Le départ constant des investisseurs âgés des actions au moment de leur retraite pourrait exercer une pression graduelle mais persistante vers le bas sur les marchés boursiers, selon Manuel Buchmann, démographe au sein de Demografik à Bâle.
La Suisse a enregistré chaque année depuis 2019 des sorties nettes de retraités dépassant les nouveaux entrants sur le marché du travail, ce qui met à mal les systèmes de retraite payés à la volée et redessine les modèles d'allocation de capitaux. Bien que Wolfgang Buchmann ait insisté sur le fait qu'il ne fallait pas présenter cette tendance comme un effondrement imminent, il a noté que les marchés financiers n'étaient pas immunisés contre le mouvement démographique. Le vieillissement de la population oblige déjà à des ajustements sur les marchés du travail, les modèles commerciaux et les comportements de mise de côté des particuliers, a-t-il déclaré.
Les études qui ont été réalisées ces dernières années ont quantifié le risque que le système suisse d’assurance vieillesse rencontre si l’on ne fait pas appel à l’immigration pour obtenir un équilibre budgétaire. Dans son analyse, menée conjointement avec l’initiative «La Suisse n’a pas besoin de 10 millions d’habitants», Demografik estime que limiter la migration nette augmenterait le déficit estimé du fonds de l’assurance vieillesse de 4 à 6 milliards de francs par an. Ce déficit persisterait tout au long du siècle, même après déduction des futurs versements de prestations effectués par les immigrants, en raison de leur taux d’emploi et de leurs revenus supérieurs à la moyenne.
M. Buchmann a souligné que l'immigration a joué le rôle de force stabilisatrice en retardant la nécessité de réformes douloureuses telles que l'augmentation de l'impôt sur les salaires, la réduction des avantages sociaux ou l'allongement de la durée de la vie active. Compte tenu de la pression démographique dans les pays les plus importants en termes d'immigration, notamment la Allemagne, l'Italie, la France, l'Espagne et le Portugal, le bassin des migrants potentiels se réduit, tandis que la compétitivité économique de la Suisse reste liée aux niveaux de salaires et aux mécanismes de changement du coût de la vie.
La transition démographique ré- configure également les comportements d'épargne privés.
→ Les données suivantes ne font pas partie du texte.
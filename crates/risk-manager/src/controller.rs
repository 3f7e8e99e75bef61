//! Composes the three throttles into one aggression multiplier per bucket.

use chrono::{DateTime, Utc};
use rust_decimal::Decimal;
use satellite_core::config::RiskConfig;
use satellite_core::types::RiskState;
use satellite_core::{BucketStore, Error, Result, RiskStateStore, SatelliteStore};
use serde::{Deserialize, Serialize};
use std::sync::Arc;
use tracing::{debug, error, info};

use crate::aggression::{AggressionConfig, AggressionResult};
use crate::reawakening::{
    ReawakeningConfig, ReawakeningOutcome, ReawakeningState, ReawakeningStatus,
};
use crate::win_cooldown::{CooldownStatus, CooldownTransition, ValuePoint, WinCooldownConfig};

/// Configuration for all risk throttles.
#[derive(Debug, Clone, Default, Serialize, Deserialize)]
pub struct RiskControlConfig {
    pub aggression: AggressionConfig,
    pub win_cooldown: WinCooldownConfig,
    pub reawakening: ReawakeningConfig,
}

impl From<&RiskConfig> for RiskControlConfig {
    fn from(config: &RiskConfig) -> Self {
        Self {
            aggression: AggressionConfig::default(),
            win_cooldown: WinCooldownConfig::from(config),
            reawakening: ReawakeningConfig {
                stages: config.reawakening_stages,
            },
        }
    }
}

/// Full breakdown of one bucket's aggression.
#[derive(Debug, Clone, PartialEq, Serialize, Deserialize)]
pub struct RiskAssessment {
    pub bucket_id: String,
    pub base: AggressionResult,
    pub cooldown: CooldownStatus,
    pub reawakening: ReawakeningStatus,
    /// base x cooldown x reawakening, in [0, 1].
    pub aggression: f64,
    pub assessed_at: DateTime<Utc>,
}

/// Evaluates and persists per-bucket risk throttles.
pub struct RiskController {
    store: Arc<dyn SatelliteStore>,
    config: RiskControlConfig,
}

impl RiskController {
    pub fn new(store: Arc<dyn SatelliteStore>, config: RiskControlConfig) -> Self {
        Self { store, config }
    }

    pub fn config(&self) -> &RiskControlConfig {
        &self.config
    }

    async fn load_state(&self, bucket_id: &str) -> Result<RiskState> {
        Ok(self
            .store
            .get_risk_state(bucket_id)
            .await?
            .unwrap_or_else(|| RiskState::new(bucket_id)))
    }

    async fn save_state(&self, mut state: RiskState) -> Result<()> {
        state.updated_at = Utc::now();
        if let Err(e) = self.store.save_risk_state(&state).await {
            error!(bucket_id = %state.bucket_id, error = %e, "Failed to persist risk state");
            return Err(e);
        }
        Ok(())
    }

    fn reawakening_from(&self, state: &RiskState) -> Option<ReawakeningState> {
        state.reawakening_stage.map(|stage| {
            ReawakeningState::restore(
                stage,
                state.reawakening_consecutive_wins,
                self.config.reawakening.stages,
            )
        })
    }

    /// Aggression for a bucket holding `current_value` against `target_value`.
    ///
    /// `history` feeds the win-cooldown trigger; an empty slice never triggers.
    pub async fn assess(
        &self,
        bucket_id: &str,
        current_value: Decimal,
        target_value: Decimal,
        history: &[ValuePoint],
    ) -> Result<RiskAssessment> {
        self.assess_at(bucket_id, current_value, target_value, history, Utc::now())
            .await
    }

    pub async fn assess_at(
        &self,
        bucket_id: &str,
        current_value: Decimal,
        target_value: Decimal,
        history: &[ValuePoint],
        now: DateTime<Utc>,
    ) -> Result<RiskAssessment> {
        let bucket = self
            .store
            .get_bucket(bucket_id)
            .await?
            .ok_or_else(|| Error::bucket_not_found(bucket_id))?;

        let high_water_mark =
            (bucket.high_water_mark > Decimal::ZERO).then_some(bucket.high_water_mark);
        let base = self
            .config
            .aggression
            .calculate(current_value, target_value, high_water_mark);

        let mut state = self.load_state(bucket_id).await?;
        let recent_return = self.config.win_cooldown.recent_return(history, now);
        let cooldown = self.config.win_cooldown.evaluate(
            bucket_id,
            state.cooldown_started_at.as_deref(),
            recent_return,
            now,
        );

        match cooldown.transition {
            CooldownTransition::None => {}
            CooldownTransition::Started => {
                state.cooldown_started_at = cooldown
                    .started_at
                    .map(WinCooldownConfig::format_started_at);
                self.save_state(state.clone()).await?;
            }
            CooldownTransition::Expired | CooldownTransition::Discarded => {
                state.cooldown_started_at = None;
                self.save_state(state.clone()).await?;
            }
        }

        let reawakening = ReawakeningStatus::from_state(
            self.reawakening_from(&state).as_ref(),
            self.config.reawakening.stages,
        );

        let aggression =
            (base.aggression * cooldown.multiplier * reawakening.multiplier).clamp(0.0, 1.0);

        debug!(
            bucket_id = %bucket_id,
            base = base.aggression,
            limiting_factor = base.limiting_factor.as_str(),
            cooldown = cooldown.multiplier,
            reawakening = reawakening.multiplier,
            aggression = aggression,
            "Assessed bucket aggression"
        );

        Ok(RiskAssessment {
            bucket_id: bucket_id.to_string(),
            base,
            cooldown,
            reawakening,
            aggression,
            assessed_at: now,
        })
    }

    /// Put a bucket into reawakening at stage 1.
    pub async fn start_reawakening(&self, bucket_id: &str) -> Result<ReawakeningStatus> {
        if self.store.get_bucket(bucket_id).await?.is_none() {
            return Err(Error::bucket_not_found(bucket_id));
        }

        let reawakening = ReawakeningState::new(self.config.reawakening.stages);
        let mut state = self.load_state(bucket_id).await?;
        state.reawakening_stage = Some(reawakening.current_stage);
        state.reawakening_consecutive_wins = 0;
        self.save_state(state).await?;

        info!(
            bucket_id = %bucket_id,
            stages = reawakening.total_stages,
            "Entered reawakening"
        );
        Ok(ReawakeningStatus::from_state(
            Some(&reawakening),
            self.config.reawakening.stages,
        ))
    }

    /// Feed a closed trade into reawakening. No-op outside reawakening.
    pub async fn record_reawakening_result(
        &self,
        bucket_id: &str,
        is_win: bool,
    ) -> Result<ReawakeningOutcome> {
        let mut state = self.load_state(bucket_id).await?;
        let Some(mut reawakening) = self.reawakening_from(&state) else {
            return Ok(ReawakeningOutcome::Inactive);
        };

        let outcome = reawakening.record_result(bucket_id, is_win);
        if outcome == ReawakeningOutcome::Completed {
            state.reawakening_stage = None;
            state.reawakening_consecutive_wins = 0;
        } else {
            state.reawakening_stage = Some(reawakening.current_stage);
            state.reawakening_consecutive_wins = reawakening.consecutive_wins;
        }
        self.save_state(state).await?;
        Ok(outcome)
    }

    pub async fn reawakening_status(&self, bucket_id: &str) -> Result<ReawakeningStatus> {
        let state = self.load_state(bucket_id).await?;
        Ok(ReawakeningStatus::from_state(
            self.reawakening_from(&state).as_ref(),
            self.config.reawakening.stages,
        ))
    }

    /// Drop any stored cooldown for a bucket.
    pub async fn clear_cooldown(&self, bucket_id: &str) -> Result<()> {
        let mut state = self.load_state(bucket_id).await?;
        if state.cooldown_started_at.take().is_some() {
            self.save_state(state).await?;
            info!(bucket_id = %bucket_id, "Cleared win cooldown");
        }
        Ok(())
    }
}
L'espérance de vie augmentant et la durée de vie en bonne santé se prolongeant, les dernières années de la retraite deviennent la phase de la vie la plus coûteuse. Les dépenses de soins de santé et les soins à long terme augmentent dans les années précédant le décès, alors que les retraités actifs allouent de plus en plus d'épargne au voyage et aux loisirs. Buchmann a souligné un écart persistant en ce qui concerne la littératie financière, principalement chez les personnes âgées qui sous-estiment les risques liés à la longue durée de vie et parmi les jeunes générations qui retiennent leur engagement avec les marchés.
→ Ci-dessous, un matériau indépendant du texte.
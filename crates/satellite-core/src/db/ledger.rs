//! Database operations for bucket balances and the transaction log.

use super::PgSatelliteStore;
use crate::cash::cash_symbol;
use crate::store::{CashManager, LedgerStore};
use crate::types::{
    BucketBalance, BucketTransaction, LedgerEntry, TransactionFilter, TransactionType,
    CORE_BUCKET_ID,
};
use crate::{Error, Result};
use chrono::{DateTime, Utc};
use rust_decimal::Decimal;
use sqlx::Row;
use std::collections::BTreeMap;
use tracing::{debug, warn};

/// Database row for balances.
#[derive(Debug, sqlx::FromRow)]
struct BalanceRow {
    bucket_id: String,
    currency: String,
    balance: Decimal,
    last_updated: DateTime<Utc>,
}

impl From<BalanceRow> for BucketBalance {
    fn from(row: BalanceRow) -> Self {
        Self {
            bucket_id: row.bucket_id,
            currency: row.currency,
            balance: row.balance,
            last_updated: row.last_updated,
        }
    }
}

/// Database row for transactions.
#[derive(Debug, sqlx::FromRow)]
struct TransactionRow {
    id: i64,
    bucket_id: String,
    #[sqlx(rename = "type")]
    transaction_type: String,
    amount: Decimal,
    currency: String,
    description: Option<String>,
    created_at: DateTime<Utc>,
}

impl TransactionRow {
    fn into_transaction(self) -> Result<BucketTransaction> {
        let transaction_type =
            TransactionType::parse(&self.transaction_type).ok_or_else(|| Error::Config {
                message: format!(
                    "unknown transaction type '{}' in row {}",
                    self.transaction_type, self.id
                ),
            })?;

        Ok(BucketTransaction {
            id: self.id,
            bucket_id: self.bucket_id,
            transaction_type,
            amount: self.amount,
            currency: self.currency,
            description: self.description,
            created_at: self.created_at,
        })
    }
}

#[async_trait::async_trait]
impl CashManager for PgSatelliteStore {
    async fn get_cash_balance(&self, bucket_id: &str, currency: &str) -> Result<Decimal> {
        let row = sqlx::query(
            "SELECT balance FROM bucket_balances WHERE bucket_id = $1 AND currency = $2",
        )
        .bind(bucket_id)
        .bind(currency)
        .fetch_optional(&self.pool)
        .await?;

        Ok(row.map(|r| r.get("balance")).unwrap_or(Decimal::ZERO))
    }

    async fn get_all_cash_balances(&self, bucket_id: &str) -> Result<BTreeMap<String, Decimal>> {
        let rows = sqlx::query("SELECT currency, balance FROM bucket_balances WHERE bucket_id = $1")
            .bind(bucket_id)
            .fetch_all(&self.pool)
            .await?;

        Ok(rows
            .into_iter()
            .map(|r| (r.get("currency"), r.get("balance")))
            .collect())
    }

    async fn get_total_by_currency(&self, currency: &str) -> Result<Decimal> {
        let row = sqlx::query(
            "SELECT COALESCE(SUM(balance), 0) AS total FROM bucket_balances WHERE currency = $1",
        )
        .bind(currency)
        .fetch_one(&self.pool)
        .await?;

        Ok(row.get("total"))
    }

    async fn get_all_cash_symbols(&self) -> Result<Vec<String>> {
        let rows = sqlx::query(
            "SELECT bucket_id, currency FROM bucket_balances ORDER BY bucket_id, currency",
        )
        .fetch_all(&self.pool)
        .await?;

        Ok(rows
            .into_iter()
            .map(|r| {
                let bucket_id: String = r.get("bucket_id");
                let currency: String = r.get("currency");
                cash_symbol(&currency, &bucket_id)
            })
            .collect())
    }

    async fn adjust_cash_balance(
        &self,
        bucket_id: &str,
        currency: &str,
        delta: Decimal,
        transaction_type: TransactionType,
        description: Option<String>,
    ) -> Result<Decimal> {
        let entry = LedgerEntry::adjust(bucket_id, currency, delta, transaction_type)
            .with_description(description);
        let rows = self.apply(std::slice::from_ref(&entry)).await?;
        Ok(rows.first().map(|b| b.balance).unwrap_or(Decimal::ZERO))
    }
}

#[async_trait::async_trait]
impl LedgerStore for PgSatelliteStore {
    async fn get_balance(&self, bucket_id: &str, currency: &str) -> Result<Option<BucketBalance>> {
        let row: Option<BalanceRow> = sqlx::query_as(
            r#"
            SELECT bucket_id, currency, balance, last_updated
            FROM bucket_balances
            WHERE bucket_id = $1 AND currency = $2
            "#,
        )
        .bind(bucket_id)
        .bind(currency)
        .fetch_optional(&self.pool)
        .await?;

        Ok(row.map(Into::into))
    }

    async fn list_balances(&self, bucket_id: Option<&str>) -> Result<Vec<BucketBalance>> {
        let rows: Vec<BalanceRow> = sqlx::query_as(
            r#"
            SELECT bucket_id, currency, balance, last_updated
            FROM bucket_balances
            WHERE ($1::text IS NULL OR bucket_id = $1)
            ORDER BY bucket_id, currency
            "#,
        )
        .bind(bucket_id)
        .fetch_all(&self.pool)
        .await?;

        Ok(rows.into_iter().map(Into::into).collect())
    }

    async fn apply(&self, entries: &[LedgerEntry]) -> Result<Vec<BucketBalance>> {
        // Dropping `tx` on any early return rolls the batch back
        let mut tx = self.pool.begin().await?;
        let mut touched = Vec::with_capacity(entries.len());

        for entry in entries {
            let exists = sqlx::query("SELECT 1 FROM buckets WHERE id = $1")
                .bind(&entry.bucket_id)
                .fetch_optional(&mut *tx)
                .await?;
            if exists.is_none() {
                return Err(Error::bucket_not_found(&entry.bucket_id));
            }

            let current: Decimal = sqlx::query(
                r#"
                SELECT balance FROM bucket_balances
                WHERE bucket_id = $1 AND currency = $2
                FOR UPDATE
                "#,
            )
            .bind(&entry.bucket_id)
            .bind(&entry.currency)
            .fetch_optional(&mut *tx)
            .await?
            .map(|r| r.get("balance"))
            .unwrap_or(Decimal::ZERO);

            let delta = entry.delta_from(current);
            if entry.require_funds && current + delta < Decimal::ZERO {
                warn!(
                    bucket_id = %entry.bucket_id,
                    currency = %entry.currency,
                    available = %current,
                    required = %(-delta),
                    "Rejected ledger batch: insufficient funds"
                );
                return Err(Error::InsufficientFunds {
                    bucket_id: entry.bucket_id.clone(),
                    currency: entry.currency.clone(),
                    available: current,
                    required: -delta,
                });
            }

            let row: BalanceRow = sqlx::query_as(
                r#"
                INSERT INTO bucket_balances (bucket_id, currency, balance, last_updated)
                VALUES ($1, $2, $3, NOW())
                ON CONFLICT (bucket_id, currency) DO UPDATE SET
                    balance = bucket_balances.balance + EXCLUDED.balance,
                    last_updated = NOW()
                RETURNING bucket_id, currency, balance, last_updated
                "#,
            )
            .bind(&entry.bucket_id)
            .bind(&entry.currency)
            .bind(delta)
            .fetch_one(&mut *tx)
            .await?;

            sqlx::query(
                r#"
                INSERT INTO bucket_transactions (bucket_id, type, amount, currency, description)
                VALUES ($1, $2, $3, $4, $5)
                "#,
            )
            .bind(&entry.bucket_id)
            .bind(entry.transaction_type.as_str())
            .bind(delta)
            .bind(&entry.currency)
            .bind(&entry.description)
            .execute(&mut *tx)
            .await?;

            touched.push(row.into());
        }

        tx.commit().await?;
        debug!(entries = entries.len(), "Applied ledger batch");
        Ok(touched)
    }

    async fn transactions(&self, filter: &TransactionFilter) -> Result<Vec<BucketTransaction>> {
        let rows: Vec<TransactionRow> = sqlx::query_as(
            r#"
            SELECT id, bucket_id, type, amount, currency, description, created_at
            FROM bucket_transactions
            WHERE ($1::text IS NULL OR bucket_id = $1)
              AND ($2::text IS NULL OR currency = $2)
              AND ($3::text IS NULL OR type = $3)
              AND ($4::timestamptz IS NULL OR created_at >= $4)
            ORDER BY created_at DESC, id DESC
            LIMIT $5 OFFSET $6
            "#,
        )
        .bind(&filter.bucket_id)
        .bind(&filter.currency)
        .bind(filter.transaction_type.map(|t| t.as_str()))
        .bind(filter.since)
        .bind(filter.limit.map(i64::from))
        .bind(i64::from(filter.offset.unwrap_or(0)))
        .fetch_all(&self.pool)
        .await?;

        rows.into_iter()
            .map(TransactionRow::into_transaction)
            .collect()
    }

    async fn purge_bucket(&self, bucket_id: &str) -> Result<u64> {
        if bucket_id == CORE_BUCKET_ID {
            return Err(Error::invalid_transition("Cannot delete core bucket"));
        }

        let mut tx = self.pool.begin().await?;

        sqlx::query("DELETE FROM bucket_balances WHERE bucket_id = $1")
            .bind(bucket_id)
            .execute(&mut *tx)
            .await?;
        let removed = sqlx::query("DELETE FROM bucket_transactions WHERE bucket_id = $1")
            .bind(bucket_id)
            .execute(&mut *tx)
            .await?
            .rows_affected();

        // Settings and risk state cascade
        let deleted = sqlx::query("DELETE FROM buckets WHERE id = $1 AND type = 'satellite'")
            .bind(bucket_id)
            .execute(&mut *tx)
            .await?
            .rows_affected();
        if deleted == 0 {
            tx.rollback().await?;
            return Err(Error::bucket_not_found(bucket_id));
        }

        tx.commit().await?;
        Ok(removed)
    }
}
Les hommes ont généralement une connaissance plus importante des aspects financiers, mais les femmes obtiennent souvent de meilleurs résultats d'investissement lorsqu'elles ont la possibilité de participer. Buchmann plaide en faveur d'une éducation financière plus précoce, arguant que les individus qui commencent à planifier à 60 ans sont déjà en retard dans le processus. L'effet cumulatif de ces tendances – les ventes progressives d'actifs par les retraités, la hausse des coûts de la longévité et la préparation financière inégale – pourrait renforcer un vent contraire structurel pour les actions durant les prochaines décennies.